Score-based Generative Modeling for Conditional Independence Testing
Yixin Ren, Chenghou Jin, Yewei Xia, Li Ke, Longtao Huang, Hui Xue, Hao Zhang, Jihong Guan, Shuigeng Zhou
TL;DR
This work tackles conditional independence testing in high dimensions by introducing SGMCIT, a score-based CI testing framework that leverages sliced conditional score matching to learn $s(x,z;\theta) \approx \nabla_x \log p(x|z)$ and Langevin dynamics to generate null-hypothesis samples. A goodness-of-fit stage validates the generated distribution, improving reliability and interpretability. The authors provide theoretical guarantees, including identifiability, consistency of the score estimator, and asymptotic Type I error control, and show state-of-the-art performance on synthetic and real data across diverse settings. The approach offers robust Type I error control with high testing power and scalable computation, representing a promising direction for generative-model-based CI testing.
Abstract
Determining conditional independence (CI) relationships between random variables is a fundamental yet challenging task in machine learning and statistics, especially in high-dimensional settings.
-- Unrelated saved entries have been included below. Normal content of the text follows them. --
use dashmap::DashMap;
use horizon_core::storage::error::StorageError;
use horizon_core::storage::port::LocalStorage;

/// # Summary
/// 基于 DashMap 的内存存储，生命周期与进程一致。
///
/// # Invariants
/// - 所有操作均通过并发哈希表 `DashMap` 执行，保证多线程安全。
/// - 可选的 `quota` 限制单条记录的字节数，用于模拟浏览器存储配额。
pub struct MemStorage {
    // 线程安全的 KV 存储容器
    items: DashMap<String, String>,
    // 单条记录的最大字节数
    quota: Option<usize>,
}

impl MemStorage {
    pub fn new() -> Self {
        Self {
            items: DashMap::new(),
            quota: None,
        }
    }

    /// 创建带单条记录容量上限的实例。
    pub fn with_quota(quota: usize) -> Self {
        Self {
            items: DashMap::new(),
            quota: Some(quota),
        }
    }
}

impl Default for MemStorage {
    fn default() -> Self {
        Self::new()
    }
}

impl LocalStorage for MemStorage {
    /// # Summary
    /// 写入记录，存在同名键则覆盖。
    ///
    /// # Returns
    /// * 超出配额时返回 `StorageError::QuotaExceeded`，原记录保持不变。
    fn set_item(&self, key: &str, value: &str) -> Result<(), StorageError> {
        if let Some(quota) = self.quota
            && value.len() > quota
        {
            return Err(StorageError::QuotaExceeded(format!(
                "{} bytes > {} bytes",
                value.len(),
                quota
            )));
        }
        self.items.insert(key.to_string(), value.to_string());
        Ok(())
    }

    fn get_item(&self, key: &str) -> Result<Option<String>, StorageError> {
        Ok(self.items.get(key).map(|v| v.value().clone()))
    }

    fn remove_item(&self, key: &str) -> Result<(), StorageError> {
        self.items.remove(key);
        Ok(())
    }
}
Existing generative model-based CI testing methods, such as those utilizing generative adversarial networks (GANs), often struggle with undesirable modeling of conditional distributions and training instability, resulting in subpar performance. To address these issues, we propose a novel CI testing method via score-based generative modeling, which achieves precise Type I error control and strong testing power. Concretely, we first employ a sliced conditional score matching scheme to accurately estimate conditional score and use Langevin dynamics conditional sampling to generate null hypothesis samples, ensuring precise Type I error control. Then, we incorporate a goodness-of-fit stage into the method to verify generated samples and enhance interpretability in practice. We theoretically establish the error bound of conditional distributions modeled by score-based generative models and prove the validity of our CI tests. Extensive experiments on both synthetic and real-world datasets show that our method significantly outperforms existing state-of-the-art methods, providing a promising way to revitalize generative model-based CI testing.